Tout cela n’a néanmoins pas empêché la police d’être agressive : intimidations pour ceux qui assistaient aux débats, violences contre un accusé et le fils d’un avocat, et même menaces de mort à l’encontre de Milic de la part d’un officier de police qui s’est vanté du meurtre au père d’un autre avocat. Après le procès, l’appareil a voulu se venger en rayant du barreau et en emprisonnant illégalement l’avocat de Mijanovic Vladimir Seks (condamné à 18 mois de prison précédemment, il ne devait pas être arrêté avant le verdict de la cour d’appel) alors qu’il souffre d’un ulcère et qu’il a eu une crise cardiaque pendant le procès.
La presse ne s’est pas privée d’attaquer les accusés et ceux qui les soutiennent : Djilas qui « obéit a la voix de ses maîtres » en assistant au procès avec sa femme, Petra Kelly qui utilise les victimes du nazisme (elle s’était inclinée devant le monument qui leur est consacré en compagnie d’Imsirovic) pour se forger un alibi afin d’organiser ses provocations!!! Les lecteurs yougoslaves ont eu droit à de vrais morceaux d’anthologie, sans oublier les insinuations selon lesquelles les accusés ne seraient que des terroristes : on a trouvé chez Mijanovic une brochure de la RAF. Et pour une fois, à côté du terme usuel mais absurde d’«anarcho-libéraux », on n’hésitait pas à ajouter « anarchistes » dans l’énumération de tous les « ennemis du socialisme et de l’autogestion » qui se retrouvaient dans la salle d’audience. Ajoutons que là-bas aussi le terme « anarchiste » n’est pas très éloigné pour le journaliste moyen de celui de « terroriste ».

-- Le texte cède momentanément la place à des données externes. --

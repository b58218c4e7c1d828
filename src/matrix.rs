/*!
# Cost Matrix Builder

Fills an n×n symmetric matrix of inter-point shortest-path distances using
the [`crate::paths`] oracle, plus a validation pass that inspects the
result for the invariants solvers depend on.
*/

use crate::graph::RoadGraph;
use crate::paths::shortest_path;
use crate::snap::SnappedPoint;

#[cfg(feature = "parallel")]
use rayon::prelude::*;

/// A square matrix of shortest-path distances in meters, row-major.
#[derive(Debug, Clone)]
pub struct CostMatrix {
    pub n: usize,
    data: Vec<f64>,
}

impl CostMatrix {
    fn zeroed(n: usize) -> Self {
        Self {
            n,
            data: vec![0.0; n * n],
        }
    }

    pub fn get(&self, i: usize, j: usize) -> f64 {
        self.data[i * self.n + j]
    }

    fn set(&mut self, i: usize, j: usize, value: f64) {
        self.data[i * self.n + j] = value;
    }

    /// Builds a matrix directly from a dense row-major grid, for callers
    /// (and tests) that already have distances in hand rather than a graph
    /// to query. Panics if the grid isn't square.
    pub fn from_rows(rows: Vec<Vec<f64>>) -> Self {
        let n = rows.len();
        let mut matrix = Self::zeroed(n);
        for (i, row) in rows.into_iter().enumerate() {
            assert_eq!(row.len(), n, "cost matrix rows must all have length n");
            for (j, value) in row.into_iter().enumerate() {
                matrix.set(i, j, value);
            }
        }
        matrix
    }

    /// Every off-diagonal, upper-triangle `(i, j, distance)` entry.
    pub fn upper_triangle(&self) -> impl Iterator<Item = (usize, usize, f64)> + '_ {
        (0..self.n).flat_map(move |i| ((i + 1)..self.n).map(move |j| (i, j, self.get(i, j))))
    }
}

/// Builds the symmetric cost matrix for an ordered list of snapped points.
/// The diagonal is always `0.0`. With the `parallel` feature enabled, the
/// upper triangle is filled with `rayon` instead of a serial loop; both
/// code paths produce identical results since each cell's shortest-path
/// query is independent of every other.
pub fn build_cost_matrix(graph: &RoadGraph, points: &[SnappedPoint]) -> CostMatrix {
    let n = points.len();
    let mut matrix = CostMatrix::zeroed(n);
    if n < 2 {
        return matrix;
    }

    let pairs: Vec<(usize, usize)> = (0..n).flat_map(|i| ((i + 1)..n).map(move |j| (i, j))).collect();

    #[cfg(feature = "parallel")]
    let results: Vec<((usize, usize), f64)> = pairs
        .par_iter()
        .map(|&(i, j)| {
            let length = shortest_path(graph, points[i].snapped, points[j].snapped).length_m;
            ((i, j), length)
        })
        .collect();

    #[cfg(not(feature = "parallel"))]
    let results: Vec<((usize, usize), f64)> = pairs
        .iter()
        .map(|&(i, j)| {
            let length = shortest_path(graph, points[i].snapped, points[j].snapped).length_m;
            ((i, j), length)
        })
        .collect();

    for ((i, j), length) in results {
        matrix.set(i, j, length);
        matrix.set(j, i, length);
    }

    matrix
}

/// Result of inspecting a [`CostMatrix`] for the invariants downstream
/// solvers rely on.
#[derive(Debug, Clone, Copy, PartialEq)]
pub struct MatrixValidation {
    pub is_symmetric: bool,
    pub diagonal_zero: bool,
    pub has_negative: bool,
    pub has_infinite: bool,
    pub min_off_diagonal: f64,
    pub max_off_diagonal: f64,
    pub avg_off_diagonal: f64,
}

/// Floating-point tolerance for the symmetry check.
const SYMMETRY_TOLERANCE: f64 = 1e-6;

/// Inspects a cost matrix, reporting symmetry, diagonal, sign, and
/// finiteness properties plus summary statistics of its off-diagonal
/// finite entries.
pub fn validate_matrix(matrix: &CostMatrix) -> MatrixValidation {
    let n = matrix.n;
    let mut is_symmetric = true;
    let mut diagonal_zero = true;
    let mut has_negative = false;
    let mut has_infinite = false;
    let mut min_off_diagonal = f64::INFINITY;
    let mut max_off_diagonal = f64::NEG_INFINITY;
    let mut sum = 0.0;
    let mut count = 0usize;

    for i in 0..n {
        if matrix.get(i, i) != 0.0 {
            diagonal_zero = false;
        }
        for j in 0..n {
            if i == j {
                continue;
            }
            let value = matrix.get(i, j);
            if (value - matrix.get(j, i)).abs() > SYMMETRY_TOLERANCE {
                is_symmetric = false;
            }
            if value.is_sign_negative() && value != 0.0 {
                has_negative = true;
            }
            if value.is_infinite() {
                has_infinite = true;
                continue;
            }
            min_off_diagonal = min_off_diagonal.min(value);
            max_off_diagonal = max_off_diagonal.max(value);
            sum += value;
            count += 1;
        }
    }

    let avg_off_diagonal = if count > 0 { sum / count as f64 } else { 0.0 };
    if count == 0 {
        min_off_diagonal = 0.0;
        max_off_diagonal = 0.0;
    }

    MatrixValidation {
        is_symmetric,
        diagonal_zero,
        has_negative,
        has_infinite,
        min_off_diagonal,
        max_off_diagonal,
        avg_off_diagonal,
    }
}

Les médias occidentaux ne sont pas exempts de reproches puisqu’ils ont osé qualifier de « clémentes » les peines prononcées le 4 février : 2 ans, 1 ans et demi et 1 an pour Milic, Nikolic et Olujic auxquels on ne reprochait plus que la « propagande hostile ». Ils attendent en liberté leur procès en appel et surtout les 2 « cas disjoints » ne savent pas ce qui va leur arriver alors que le procès est terminé.
Mais il ne faut pas oublier d’autres cas plus graves comme celui ce Seselj, l’un des 28 arrêtés en avril 1984, et condamné à 8 ans ramenés à 4 en appel (une autre « clémence6), ou du poète Mladenovic condamné à 18 mois en février. Laslo Sekelj, dont Iztok a publié un texte dans son n°9, a été appelé à témoigner au procès des 6, et il est en butte à de nombreuses tracasseries et à des attaques dans les journaux, il a été chassé de l’université de Novi Sad et il n’a plus de passeport.
Seks, Seselj et Mladenovic ont entamé tous trois une grève de la faim et les 6 ont également promis de recommencer la leur s’ils étaient emprisonnés. Qu’ils en soient réduits à de telles extrémités prouve que la libéralisation intervenue après la mort de Tito est toute relative.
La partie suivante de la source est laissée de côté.